Kair Starmer broadcast Kair Starmer broadcast. Photo: Screenshot from The Labour Party / YouTube

The last refuge of a scoundrel will never be fertile territory for the left, writes Sean Ledwith

At a time when a horrifically incompetent Tory government has presided over the avoidable deaths of over 100,000 people, a strategy commissioned by Keir Starmer has concluded what Labour really needs right now is a dress code and more flags. The report leaked to The Guardian yesterday has not yet had the definitive stamp of approval from the Starmer team but is consistent with the rightward direction of travel the current leader has adopted since replacing Corbyn last year.

The report is couched in the type of managerial spin that characterised New Labour’s infatuation with a corporate identity during the Blair years.
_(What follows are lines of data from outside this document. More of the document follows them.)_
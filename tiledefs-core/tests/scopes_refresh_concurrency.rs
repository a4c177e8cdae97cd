//! Scoped overrides, source refresh, failing sources and shared use across threads

use std::sync::atomic::{AtomicBool, Ordering};
use std::sync::{Arc, Barrier};
use std::thread;

use tiledefs_core::{
    Attribute, Definition, DefinitionCache, DefinitionManager, DefinitionMap, DefinitionSource,
    DefinitionStore, DefsError, InMemorySource, Locale, Result, Scope,
};

fn shared_cache() -> (Arc<DefinitionCache>, Arc<InMemorySource<Locale>>) {
    let source = Arc::new(InMemorySource::new("shared"));
    source.set(
        Locale::root(),
        vec![
            Definition::new("layout").with_template("/layout.jsp"),
            Definition::new("x").with_template("/static-x.jsp"),
            Definition::new("WILDCARD:news/*")
                .extending("layout")
                .with_attribute("body", Attribute::template("/news/{1}.jsp")),
        ],
    );
    let cache = DefinitionCache::new(DefinitionStore::<Locale>::default().with_source(source.clone()));
    (Arc::new(cache), source)
}

#[test]
fn scoped_override_is_invisible_to_other_scopes() {
    let (cache, _) = shared_cache();
    let manager = DefinitionManager::new(cache.clone());
    let s1 = Scope::new(Locale::root());
    let s2 = Scope::new(Locale::root());

    manager
        .add_definition(Definition::new("x").with_template("/override-x.jsp"), &s1)
        .unwrap();
    manager
        .add_definition(Definition::new("only-in-s1").with_template("/s1.jsp"), &s1)
        .unwrap();

    assert_eq!(
        manager.get_definition("x", &s1).unwrap().unwrap().template_path(),
        Some("/override-x.jsp")
    );
    assert_eq!(
        manager.get_definition("x", &s2).unwrap().unwrap().template_path(),
        Some("/static-x.jsp")
    );
    assert!(manager.get_definition("only-in-s1", &s2).unwrap().is_none());

    // Shared cache untouched
    assert_eq!(
        cache.lookup("x", &Locale::root()).unwrap().unwrap().template_path(),
        Some("/static-x.jsp")
    );
    assert!(cache.lookup("only-in-s1", &Locale::root()).unwrap().is_none());
    assert_ne!(s1.id(), s2.id());
}

#[test]
fn scoped_definition_can_extend_synthesized_shared_definition() {
    let (cache, _) = shared_cache();
    let manager = DefinitionManager::new(cache);
    let scope = Scope::new("en_GB".parse::<Locale>().unwrap());

    let name = manager
        .add_definition(
            Definition::anonymous()
                .extending("news/weather")
                .with_attribute("banner", Attribute::text("Storm warning")),
            &scope,
        )
        .unwrap();

    let registered = manager.get_definition(&name, &scope).unwrap().unwrap();
    assert_eq!(registered.template_path(), Some("/layout.jsp"));
    assert_eq!(
        registered.attribute("body").and_then(Attribute::as_text),
        Some("/news/weather.jsp")
    );
}

#[test]
fn refresh_picks_up_changed_sources() {
    let (cache, source) = shared_cache();
    cache.set_refresh_enabled(true);

    let before = cache.get("x", &Locale::root()).unwrap();
    assert_eq!(before.template_path(), Some("/static-x.jsp"));

    source.insert(Locale::root(), Definition::new("x").with_template("/changed-x.jsp"));
    assert!(cache.refresh().unwrap());

    let after = cache.get("x", &Locale::root()).unwrap();
    assert_eq!(after.template_path(), Some("/changed-x.jsp"));

    // Nothing changed since: no invalidation
    assert!(!cache.refresh().unwrap());
    assert!(Arc::ptr_eq(&after, &cache.get("x", &Locale::root()).unwrap()));
}

#[test]
fn refresh_enabled_rechecks_on_lookup() {
    let (cache, source) = shared_cache();
    cache.set_refresh_enabled(true);
    assert!(cache.refresh_enabled());

    cache.get("x", &"en".parse().unwrap()).unwrap();
    source.insert(Locale::root(), Definition::new("x").with_template("/changed-x.jsp"));

    let after = cache.get("x", &"en".parse().unwrap()).unwrap();
    assert_eq!(after.template_path(), Some("/changed-x.jsp"));
}

#[test]
fn stale_entries_survive_without_refresh() {
    let (cache, source) = shared_cache();

    cache.get("x", &Locale::root()).unwrap();
    source.insert(Locale::root(), Definition::new("x").with_template("/changed-x.jsp"));

    assert_eq!(
        cache.get("x", &Locale::root()).unwrap().template_path(),
        Some("/static-x.jsp")
    );
}

/// Source whose loads fail on demand
struct FlakySource {
    failing: AtomicBool,
}

impl DefinitionSource<Locale> for FlakySource {
    fn id(&self) -> &str {
        "flaky"
    }

    fn load(&self, _key: &Locale) -> Result<DefinitionMap> {
        if self.failing.load(Ordering::SeqCst) {
            return Err(DefsError::SourceLoad {
                source_id: "flaky".to_string(),
                reason: "backend unavailable".to_string(),
            });
        }
        let mut definitions = DefinitionMap::new();
        definitions.insert("ok".to_string(), Definition::new("ok"));
        Ok(definitions)
    }

    fn has_changed(&self) -> bool {
        false
    }
}

#[test]
fn source_errors_propagate_unchanged() {
    let flaky = Arc::new(FlakySource {
        failing: AtomicBool::new(true),
    });
    let cache = DefinitionCache::new(DefinitionStore::<Locale>::default().with_source(flaky.clone()));

    match cache.lookup("ok", &Locale::root()).unwrap_err() {
        DefsError::SourceLoad { source_id, reason } => {
            assert_eq!(source_id, "flaky");
            assert_eq!(reason, "backend unavailable");
        }
        other => panic!("expected SourceLoad, got {other:?}"),
    }

    // Failed loads are not remembered
    flaky.failing.store(false, Ordering::SeqCst);
    assert!(cache.lookup("ok", &Locale::root()).unwrap().is_some());
}

#[test]
fn concurrent_lookups_share_one_resolved_definition() {
    let (cache, _) = shared_cache();
    let threads = 8;
    let barrier = Arc::new(Barrier::new(threads));

    let handles: Vec<_> = (0..threads)
        .map(|_| {
            let cache = cache.clone();
            let barrier = barrier.clone();
            thread::spawn(move || {
                barrier.wait();
                cache.get("news/sports", &"en_US".parse().unwrap()).unwrap()
            })
        })
        .collect();

    let results: Vec<_> = handles.into_iter().map(|h| h.join().unwrap()).collect();
    for result in &results[1..] {
        assert!(Arc::ptr_eq(&results[0], result));
    }
    assert_eq!(cache.stats().synthesized, 1);
}

#[test]
fn concurrent_lookups_across_keys() {
    let (cache, _) = shared_cache();
    let locales = ["en", "en_US", "fr", "fr_CA", "de", "de_AT", "ja", ""];

    let handles: Vec<_> = locales
        .iter()
        .map(|tag| {
            let cache = cache.clone();
            let key: Locale = tag.parse().unwrap();
            thread::spawn(move || {
                let layout = cache.get("layout", &key).unwrap();
                let news = cache.get("news/tech", &key).unwrap();
                (layout.template_path().map(String::from), news.template_path().map(String::from))
            })
        })
        .collect();

    for handle in handles {
        let (layout, news) = handle.join().unwrap();
        assert_eq!(layout.as_deref(), Some("/layout.jsp"));
        assert_eq!(news.as_deref(), Some("/layout.jsp"));
    }
    assert_eq!(cache.stats().keys, locales.len());
}

#[test]
fn scopes_on_separate_threads_do_not_interfere() {
    let (cache, _) = shared_cache();
    let manager = DefinitionManager::new(cache);

    let handles: Vec<_> = (0..4)
        .map(|i| {
            let manager = manager.clone();
            thread::spawn(move || {
                let scope = Scope::new(Locale::root());
                let template = format!("/thread-{}.jsp", i);
                manager
                    .add_definition(Definition::new("x").with_template(template.clone()), &scope)
                    .unwrap();
                let name = manager.add_definition(Definition::anonymous(), &scope).unwrap();
                let found = manager.get_definition("x", &scope).unwrap().unwrap();
                (found.template_path() == Some(template.as_str()), name)
            })
        })
        .collect();

    for handle in handles {
        let (own_override_seen, anonymous) = handle.join().unwrap();
        assert!(own_override_seen);
        assert_eq!(anonymous, "$anonymous1");
    }
    assert_eq!(
        manager.get_definition("x", &Scope::new(Locale::root())).unwrap().unwrap().template_path(),
        Some("/static-x.jsp")
    );
}

#[test]
fn loading_another_key_does_not_hide_a_pending_change() {
    let (cache, source) = shared_cache();
    cache.get("x", &Locale::root()).unwrap();

    source.insert(Locale::root(), Definition::new("x").with_template("/changed-x.jsp"));
    cache.get("layout", &"de".parse().unwrap()).unwrap();

    assert!(cache.refresh().unwrap());
    assert_eq!(
        cache.get("x", &Locale::root()).unwrap().template_path(),
        Some("/changed-x.jsp")
    );
}

#[test]
fn synthesized_lookups_survive_concurrent_refresh_and_reset() {
    let (cache, source) = shared_cache();
    let readers = 4;
    let rounds = 2000;
    let done = Arc::new(AtomicBool::new(false));
    let barrier = Arc::new(Barrier::new(readers + 1));

    let writer = {
        let cache = cache.clone();
        let source = source.clone();
        let done = done.clone();
        let barrier = barrier.clone();
        thread::spawn(move || {
            barrier.wait();
            let mut round = 0u64;
            while !done.load(Ordering::SeqCst) {
                source.insert(
                    Locale::root(),
                    Definition::new("x").with_template(format!("/x-{}.jsp", round)),
                );
                cache.refresh().unwrap();
                if round % 3 == 0 {
                    cache.reset();
                }
                round += 1;
            }
        })
    };

    let handles: Vec<_> = (0..readers)
        .map(|reader| {
            let cache = cache.clone();
            let barrier = barrier.clone();
            thread::spawn(move || {
                barrier.wait();
                let mut missing = Vec::new();
                for i in 0..rounds {
                    let name = format!("news/r{}-{}", reader, i);
                    match cache.lookup(&name, &Locale::root()) {
                        Ok(Some(found)) => assert_eq!(found.template_path(), Some("/layout.jsp")),
                        Ok(None) => missing.push(name),
                        Err(e) => panic!("lookup of {name} failed: {e}"),
                    }
                }
                missing
            })
        })
        .collect();

    let missing: Vec<String> = handles
        .into_iter()
        .flat_map(|h| h.join().unwrap())
        .collect();
    done.store(true, Ordering::SeqCst);
    writer.join().unwrap();

    assert!(missing.is_empty(), "unresolved: {:?}", &missing[..missing.len().min(5)]);
}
Party members are advised that:

Belonging needs to be reinforced through all messengers… communicating Labour’s respect and commitment for the country can represent a change in the party’s body language…The use of the flag, veterans, dressing smartly at the war memorial etc give voters a sense of authentic values alignment.

Vacuous values

The so-called brand experts from the Republic marketing agency hired by the Starmer leadership claim that this red-white-and-blue-washing of the party’s image will help it recapture the critical Red Wall seats snatched from Labour heartlands in the 2019 election: “The use of the flag, veterans, dressing smartly at the war memorial etc give voters a sense of authentic values alignment.”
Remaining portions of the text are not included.